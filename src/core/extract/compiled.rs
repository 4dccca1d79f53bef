use std::sync::LazyLock;

use regex::Regex;

use super::{CandidateFile, DEFAULT_FILL, MarkupExtractor, SVG_NAMESPACE, normalize_fill};
use crate::core::resolve::compiled_export_name;

/// Width/height used when the component only declares a viewBox.
const DEFAULT_SIZE: &str = "24";

/// How far before a path's `d:` to look for a `fillRule` marker.
const FILL_RULE_LOOKBEHIND: usize = 200;

static WIDTH_REGEX: LazyLock<Regex> =
    LazyLock::new(|| Regex::new(r#"width:\s*["'](\d+)["']"#).unwrap());
static HEIGHT_REGEX: LazyLock<Regex> =
    LazyLock::new(|| Regex::new(r#"height:\s*["'](\d+)["']"#).unwrap());
static VIEWBOX_REGEX: LazyLock<Regex> =
    LazyLock::new(|| Regex::new(r#"viewBox:\s*["']([^"']+)["']"#).unwrap());
static PATH_REGEX: LazyLock<Regex> =
    LazyLock::new(|| Regex::new(r#"\bd:\s*["']([^"']+)["']"#).unwrap());
static CIRCLE_REGEX: LazyLock<Regex> =
    LazyLock::new(|| Regex::new(r#"jsx\("circle",\s*(\{[^}]*\})"#).unwrap());
static CX_REGEX: LazyLock<Regex> =
    LazyLock::new(|| Regex::new(r#"\bcx:\s*["']([^"']+)["']"#).unwrap());
static CY_REGEX: LazyLock<Regex> =
    LazyLock::new(|| Regex::new(r#"\bcy:\s*["']([^"']+)["']"#).unwrap());
static R_REGEX: LazyLock<Regex> =
    LazyLock::new(|| Regex::new(r#"\br:\s*["']([^"']+)["']"#).unwrap());
static FILL_REGEX: LazyLock<Regex> = LazyLock::new(|| {
    Regex::new(r#"\bfill:\s*("[^"]*"|'[^']*'|[^,}]+?)\s*[,}]"#).unwrap()
});

/// Extracts icons from compiled React components such as
///
/// ```text
/// const IconAdd = (props) => jsx("svg", { width: "24", height: "24",
///   viewBox: "0 0 24 24", children: jsx("path", { d: "M12 5v14", fill: "var(--c)" }) });
/// export { IconAdd };
/// ```
#[derive(Debug, Clone, Copy, Default, PartialEq, Eq)]
pub struct CompiledComponentExtractor;

impl MarkupExtractor for CompiledComponentExtractor {
    fn extract(&self, content: &str) -> Option<String> {
        let viewbox = capture(&VIEWBOX_REGEX, content)?;
        let width = capture(&WIDTH_REGEX, content).unwrap_or(DEFAULT_SIZE);
        let height = capture(&HEIGHT_REGEX, content).unwrap_or(DEFAULT_SIZE);

        let mut elements: Vec<(usize, String)> = Vec::new();

        for caps in PATH_REGEX.captures_iter(content) {
            let Some(whole) = caps.get(0) else { continue };
            let object = enclosing_object(content, whole.start(), whole.end());
            let fill = object_fill(&content[object.0..object.1]);

            let window_start =
                floor_char_boundary(content, whole.start().saturating_sub(FILL_RULE_LOOKBEHIND));
            let fill_rule = if content[window_start..object.1].contains("fillRule") {
                r#" fill-rule="evenodd" clip-rule="evenodd""#
            } else {
                ""
            };

            elements.push((
                whole.start(),
                format!(r#"<path d="{}" fill="{}"{}/>"#, &caps[1], fill, fill_rule),
            ));
        }

        for caps in CIRCLE_REGEX.captures_iter(content) {
            let (Some(whole), Some(object)) = (caps.get(0), caps.get(1)) else {
                continue;
            };
            let object = object.as_str();
            let (Some(cx), Some(cy), Some(r)) = (
                capture(&CX_REGEX, object),
                capture(&CY_REGEX, object),
                capture(&R_REGEX, object),
            ) else {
                continue;
            };
            elements.push((
                whole.start(),
                format!(
                    r#"<circle cx="{}" cy="{}" r="{}" fill="{}"/>"#,
                    cx,
                    cy,
                    r,
                    object_fill(object)
                ),
            ));
        }

        if elements.is_empty() {
            return None;
        }
        elements.sort_by_key(|(offset, _)| *offset);

        let body: String = elements.into_iter().map(|(_, tag)| tag).collect();
        Some(format!(
            r#"<svg width="{}" height="{}" viewBox="{}" fill="none" xmlns="{}">{}</svg>"#,
            width, height, viewbox, SVG_NAMESPACE, body
        ))
    }

    fn resolve_name(&self, file: &CandidateFile) -> String {
        compiled_export_name(&file.content)
            .unwrap_or(&file.fallback_name)
            .to_string()
    }
}

fn capture<'a>(regex: &Regex, content: &'a str) -> Option<&'a str> {
    regex
        .captures(content)
        .and_then(|caps| caps.get(1))
        .map(|m| m.as_str())
}

/// Byte range of the `{ ... }` object literal around `start..end`.
///
/// Falls back to the match itself when no braces surround it.
fn enclosing_object(content: &str, start: usize, end: usize) -> (usize, usize) {
    let open = content[..start].rfind('{').unwrap_or(start);
    let close = content[end..]
        .find('}')
        .map(|offset| end + offset + 1)
        .unwrap_or(content.len());
    (open, close)
}

/// Fill declared in an object literal, normalized.
///
/// Only quoted literals are honoured; anything else is an expression that
/// can't be evaluated statically.
fn object_fill(object: &str) -> &str {
    let Some(raw) = capture(&FILL_REGEX, object) else {
        return DEFAULT_FILL;
    };
    let raw = raw.trim();
    let quoted = raw.len() >= 2
        && ((raw.starts_with('"') && raw.ends_with('"'))
            || (raw.starts_with('\'') && raw.ends_with('\'')));
    if quoted {
        normalize_fill(&raw[1..raw.len() - 1])
    } else {
        DEFAULT_FILL
    }
}

fn floor_char_boundary(s: &str, mut index: usize) -> usize {
    while !s.is_char_boundary(index) {
        index -= 1;
    }
    index
}
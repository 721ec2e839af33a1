//! Training module: the epoch-loop engine and best-model checkpointing.

pub mod checkpoint;
pub mod trainer;

use serde::{Deserialize, Serialize};

pub use checkpoint::BestModelKeeper;
pub use trainer::{build_trainer, Trainer, TrainingConfig};

/// Metrics for one completed epoch. Immutable after creation; the engine
/// accumulates them into an append-only history.
#[derive(Debug, Clone, Copy, PartialEq, Serialize, Deserialize)]
pub struct EpochMetrics {
    pub train_loss: f64,
    pub train_accuracy: f64,
    pub test_loss: f64,
    pub test_accuracy: f64,
}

**WORK REQUIRED**
Whenever a line of the data includes "else", copy that line.

**SOLUTION TO THIS PROBLEM**
            let Some(whole) = caps.get(0) else { continue };
            } else {
            let (Some(whole), Some(object)) = (caps.get(0), caps.get(1)) else {
            ) else {
/// Only quoted literals are honoured; anything else is an expression that
    let Some(raw) = capture(&FILL_REGEX, object) else {
    } else {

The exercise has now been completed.